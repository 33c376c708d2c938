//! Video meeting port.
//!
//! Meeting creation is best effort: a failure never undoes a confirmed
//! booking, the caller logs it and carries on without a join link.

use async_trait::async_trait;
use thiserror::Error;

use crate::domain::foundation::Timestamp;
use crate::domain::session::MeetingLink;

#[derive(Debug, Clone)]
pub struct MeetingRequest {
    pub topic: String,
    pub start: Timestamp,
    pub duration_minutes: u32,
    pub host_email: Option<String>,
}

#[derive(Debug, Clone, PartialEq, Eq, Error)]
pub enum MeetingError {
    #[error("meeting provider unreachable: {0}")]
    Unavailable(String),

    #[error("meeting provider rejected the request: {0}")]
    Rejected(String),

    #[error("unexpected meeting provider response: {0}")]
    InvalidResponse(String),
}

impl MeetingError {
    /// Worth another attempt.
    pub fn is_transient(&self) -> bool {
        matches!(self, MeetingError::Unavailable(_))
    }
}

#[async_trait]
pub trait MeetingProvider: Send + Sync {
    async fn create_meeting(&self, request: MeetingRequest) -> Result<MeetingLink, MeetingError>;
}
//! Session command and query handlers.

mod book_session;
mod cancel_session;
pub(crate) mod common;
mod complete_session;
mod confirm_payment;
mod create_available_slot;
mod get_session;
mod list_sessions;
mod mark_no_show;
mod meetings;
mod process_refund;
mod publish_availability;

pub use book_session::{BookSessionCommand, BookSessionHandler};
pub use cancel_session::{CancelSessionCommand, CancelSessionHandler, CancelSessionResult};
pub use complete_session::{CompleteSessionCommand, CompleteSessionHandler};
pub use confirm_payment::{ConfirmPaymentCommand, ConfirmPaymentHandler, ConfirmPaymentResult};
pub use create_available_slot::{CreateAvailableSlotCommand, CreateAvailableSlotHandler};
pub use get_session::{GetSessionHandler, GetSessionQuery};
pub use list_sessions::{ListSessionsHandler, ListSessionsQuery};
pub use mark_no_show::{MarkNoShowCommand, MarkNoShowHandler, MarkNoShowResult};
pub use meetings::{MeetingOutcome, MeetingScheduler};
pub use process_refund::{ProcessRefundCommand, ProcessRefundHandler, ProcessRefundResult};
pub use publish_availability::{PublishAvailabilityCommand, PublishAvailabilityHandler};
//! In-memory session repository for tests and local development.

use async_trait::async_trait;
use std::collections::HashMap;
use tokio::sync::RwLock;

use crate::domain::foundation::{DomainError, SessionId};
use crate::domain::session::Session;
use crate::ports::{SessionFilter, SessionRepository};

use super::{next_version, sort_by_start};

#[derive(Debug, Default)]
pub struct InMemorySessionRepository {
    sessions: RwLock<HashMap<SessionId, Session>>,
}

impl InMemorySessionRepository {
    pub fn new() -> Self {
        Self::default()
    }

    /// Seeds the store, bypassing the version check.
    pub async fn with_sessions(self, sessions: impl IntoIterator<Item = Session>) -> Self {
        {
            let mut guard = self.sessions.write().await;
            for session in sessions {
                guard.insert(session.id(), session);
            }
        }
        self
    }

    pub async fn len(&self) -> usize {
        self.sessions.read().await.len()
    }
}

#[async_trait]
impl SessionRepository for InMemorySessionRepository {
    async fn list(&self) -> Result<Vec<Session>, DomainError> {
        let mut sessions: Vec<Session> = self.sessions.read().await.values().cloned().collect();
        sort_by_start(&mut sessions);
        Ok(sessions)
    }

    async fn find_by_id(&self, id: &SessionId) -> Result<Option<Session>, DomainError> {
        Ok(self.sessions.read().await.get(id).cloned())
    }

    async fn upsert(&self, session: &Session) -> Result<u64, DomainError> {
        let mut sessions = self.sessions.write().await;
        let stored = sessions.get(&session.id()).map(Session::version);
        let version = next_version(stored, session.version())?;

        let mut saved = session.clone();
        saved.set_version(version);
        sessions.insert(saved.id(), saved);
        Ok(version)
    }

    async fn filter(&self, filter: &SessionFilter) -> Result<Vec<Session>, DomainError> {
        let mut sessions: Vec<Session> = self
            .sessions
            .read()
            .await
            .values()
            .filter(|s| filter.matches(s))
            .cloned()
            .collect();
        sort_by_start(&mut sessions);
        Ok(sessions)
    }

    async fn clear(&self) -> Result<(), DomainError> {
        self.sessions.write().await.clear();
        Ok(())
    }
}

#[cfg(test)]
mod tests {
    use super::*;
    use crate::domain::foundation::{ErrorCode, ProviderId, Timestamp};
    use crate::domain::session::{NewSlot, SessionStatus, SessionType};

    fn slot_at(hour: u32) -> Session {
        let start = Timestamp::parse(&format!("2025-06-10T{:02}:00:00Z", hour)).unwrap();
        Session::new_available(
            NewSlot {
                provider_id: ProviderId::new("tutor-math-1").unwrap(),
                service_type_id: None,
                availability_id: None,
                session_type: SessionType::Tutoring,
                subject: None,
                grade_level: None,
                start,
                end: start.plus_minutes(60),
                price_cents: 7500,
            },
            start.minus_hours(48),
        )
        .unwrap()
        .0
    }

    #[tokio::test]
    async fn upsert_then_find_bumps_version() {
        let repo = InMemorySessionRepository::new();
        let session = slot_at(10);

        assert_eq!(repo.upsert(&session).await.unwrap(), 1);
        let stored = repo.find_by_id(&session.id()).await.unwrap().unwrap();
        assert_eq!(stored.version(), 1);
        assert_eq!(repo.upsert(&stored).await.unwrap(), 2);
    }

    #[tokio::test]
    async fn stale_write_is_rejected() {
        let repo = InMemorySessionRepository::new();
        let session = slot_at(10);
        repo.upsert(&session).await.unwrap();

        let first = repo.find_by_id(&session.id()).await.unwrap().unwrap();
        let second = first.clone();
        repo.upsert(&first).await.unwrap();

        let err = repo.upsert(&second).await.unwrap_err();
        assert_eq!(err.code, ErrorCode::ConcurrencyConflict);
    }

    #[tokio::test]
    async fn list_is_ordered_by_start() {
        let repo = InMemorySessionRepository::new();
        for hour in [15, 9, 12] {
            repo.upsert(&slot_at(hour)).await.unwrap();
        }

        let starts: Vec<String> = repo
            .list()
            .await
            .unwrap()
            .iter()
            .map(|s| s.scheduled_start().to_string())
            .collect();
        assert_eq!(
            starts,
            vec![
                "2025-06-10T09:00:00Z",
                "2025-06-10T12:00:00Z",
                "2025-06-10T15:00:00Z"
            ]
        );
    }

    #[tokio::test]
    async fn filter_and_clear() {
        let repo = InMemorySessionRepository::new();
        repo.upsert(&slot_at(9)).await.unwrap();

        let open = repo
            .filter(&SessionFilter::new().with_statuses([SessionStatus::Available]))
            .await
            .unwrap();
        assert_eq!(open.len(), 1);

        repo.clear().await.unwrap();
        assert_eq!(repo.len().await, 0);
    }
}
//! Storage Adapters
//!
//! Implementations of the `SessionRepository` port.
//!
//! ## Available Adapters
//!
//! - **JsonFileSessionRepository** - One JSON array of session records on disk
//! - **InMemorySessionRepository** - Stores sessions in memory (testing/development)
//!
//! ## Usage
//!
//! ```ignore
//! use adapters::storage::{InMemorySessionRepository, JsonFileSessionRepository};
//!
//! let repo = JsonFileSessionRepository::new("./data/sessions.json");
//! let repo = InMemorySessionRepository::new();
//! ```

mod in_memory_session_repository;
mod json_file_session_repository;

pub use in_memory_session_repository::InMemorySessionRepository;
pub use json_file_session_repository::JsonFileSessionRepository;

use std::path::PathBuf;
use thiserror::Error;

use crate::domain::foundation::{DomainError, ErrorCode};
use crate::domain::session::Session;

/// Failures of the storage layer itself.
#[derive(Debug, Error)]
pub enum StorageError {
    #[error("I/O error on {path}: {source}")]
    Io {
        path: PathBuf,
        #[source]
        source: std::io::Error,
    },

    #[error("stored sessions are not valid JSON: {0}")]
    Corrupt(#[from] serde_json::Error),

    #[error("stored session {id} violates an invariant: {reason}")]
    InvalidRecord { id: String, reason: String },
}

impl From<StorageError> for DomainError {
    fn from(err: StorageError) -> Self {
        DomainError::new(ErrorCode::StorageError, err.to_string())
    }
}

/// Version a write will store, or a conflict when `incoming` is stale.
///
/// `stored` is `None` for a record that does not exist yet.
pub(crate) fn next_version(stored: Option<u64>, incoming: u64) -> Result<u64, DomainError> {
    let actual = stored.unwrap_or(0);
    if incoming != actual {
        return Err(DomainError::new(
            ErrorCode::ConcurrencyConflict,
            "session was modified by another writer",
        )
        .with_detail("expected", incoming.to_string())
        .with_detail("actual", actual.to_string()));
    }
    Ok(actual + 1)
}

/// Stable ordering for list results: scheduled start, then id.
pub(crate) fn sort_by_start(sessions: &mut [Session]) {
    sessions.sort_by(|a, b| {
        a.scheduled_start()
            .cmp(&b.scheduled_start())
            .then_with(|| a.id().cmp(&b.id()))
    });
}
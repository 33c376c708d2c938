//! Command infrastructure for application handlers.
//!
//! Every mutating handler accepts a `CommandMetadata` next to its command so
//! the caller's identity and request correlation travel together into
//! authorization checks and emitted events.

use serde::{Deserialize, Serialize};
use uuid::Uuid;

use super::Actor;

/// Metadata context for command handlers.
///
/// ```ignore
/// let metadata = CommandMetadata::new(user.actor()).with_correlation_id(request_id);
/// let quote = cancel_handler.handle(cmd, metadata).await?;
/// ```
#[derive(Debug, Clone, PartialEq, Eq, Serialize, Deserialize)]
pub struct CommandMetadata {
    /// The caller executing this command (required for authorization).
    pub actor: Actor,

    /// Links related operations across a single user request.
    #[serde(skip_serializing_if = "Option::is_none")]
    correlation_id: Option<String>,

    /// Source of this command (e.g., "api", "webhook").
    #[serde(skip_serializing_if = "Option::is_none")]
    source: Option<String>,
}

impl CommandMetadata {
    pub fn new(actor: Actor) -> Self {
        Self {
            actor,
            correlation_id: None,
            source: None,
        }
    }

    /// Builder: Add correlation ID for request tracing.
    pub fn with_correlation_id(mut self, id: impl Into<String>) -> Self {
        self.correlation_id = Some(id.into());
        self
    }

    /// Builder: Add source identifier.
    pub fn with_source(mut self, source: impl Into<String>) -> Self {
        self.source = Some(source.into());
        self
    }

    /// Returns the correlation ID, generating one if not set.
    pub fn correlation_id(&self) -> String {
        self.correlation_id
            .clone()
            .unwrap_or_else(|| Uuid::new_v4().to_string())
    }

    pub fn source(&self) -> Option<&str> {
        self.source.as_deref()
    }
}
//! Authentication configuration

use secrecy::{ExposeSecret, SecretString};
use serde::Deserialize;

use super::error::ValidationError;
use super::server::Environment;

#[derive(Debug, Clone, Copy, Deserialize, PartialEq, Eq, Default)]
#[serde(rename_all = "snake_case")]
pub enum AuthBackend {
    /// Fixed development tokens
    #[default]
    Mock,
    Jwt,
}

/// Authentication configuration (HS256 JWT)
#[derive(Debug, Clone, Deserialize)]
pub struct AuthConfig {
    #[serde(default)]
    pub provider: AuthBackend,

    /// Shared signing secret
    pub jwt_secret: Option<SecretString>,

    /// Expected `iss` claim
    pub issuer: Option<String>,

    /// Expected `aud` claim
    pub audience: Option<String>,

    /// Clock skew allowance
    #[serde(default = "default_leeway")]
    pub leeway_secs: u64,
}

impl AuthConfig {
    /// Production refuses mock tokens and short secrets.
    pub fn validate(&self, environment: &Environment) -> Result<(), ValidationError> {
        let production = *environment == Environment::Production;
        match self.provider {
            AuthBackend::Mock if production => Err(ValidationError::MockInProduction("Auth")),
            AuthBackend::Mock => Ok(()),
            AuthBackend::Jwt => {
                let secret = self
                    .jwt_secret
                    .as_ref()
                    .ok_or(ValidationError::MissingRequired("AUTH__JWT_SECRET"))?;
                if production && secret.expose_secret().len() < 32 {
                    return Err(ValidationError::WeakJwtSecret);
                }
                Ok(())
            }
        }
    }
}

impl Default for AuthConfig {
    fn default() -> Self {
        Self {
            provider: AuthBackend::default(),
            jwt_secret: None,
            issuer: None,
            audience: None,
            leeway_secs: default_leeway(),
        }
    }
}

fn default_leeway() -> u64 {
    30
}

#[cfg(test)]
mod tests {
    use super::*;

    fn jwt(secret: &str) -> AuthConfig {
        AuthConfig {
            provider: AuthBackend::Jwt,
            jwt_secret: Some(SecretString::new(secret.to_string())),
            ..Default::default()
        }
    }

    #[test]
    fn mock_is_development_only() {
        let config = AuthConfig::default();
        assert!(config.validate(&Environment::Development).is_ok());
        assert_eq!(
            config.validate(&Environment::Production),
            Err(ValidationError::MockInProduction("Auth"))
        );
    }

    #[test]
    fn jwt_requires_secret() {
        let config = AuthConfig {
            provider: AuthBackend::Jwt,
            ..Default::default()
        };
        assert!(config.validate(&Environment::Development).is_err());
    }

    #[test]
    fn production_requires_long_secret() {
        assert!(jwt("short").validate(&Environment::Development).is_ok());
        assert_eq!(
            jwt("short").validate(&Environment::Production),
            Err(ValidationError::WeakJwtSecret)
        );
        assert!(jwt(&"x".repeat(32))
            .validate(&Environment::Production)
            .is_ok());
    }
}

# # # # # # #

> Your assignment
Every line of the listing that holds the word "DomainError" is to be found and copied.

> Exercise output
use crate::domain::foundation::{DomainError, SessionId};
    async fn list(&self) -> Result<Vec<Session>, DomainError> {
    async fn find_by_id(&self, id: &SessionId) -> Result<Option<Session>, DomainError> {
    async fn upsert(&self, session: &Session) -> Result<u64, DomainError> {
    async fn filter(&self, filter: &SessionFilter) -> Result<Vec<Session>, DomainError> {
    async fn clear(&self) -> Result<(), DomainError> {
use crate::domain::foundation::{DomainError, ErrorCode};
impl From<StorageError> for DomainError {
        DomainError::new(ErrorCode::StorageError, err.to_string())
pub(crate) fn next_version(stored: Option<u64>, incoming: u64) -> Result<u64, DomainError> {
        return Err(DomainError::new(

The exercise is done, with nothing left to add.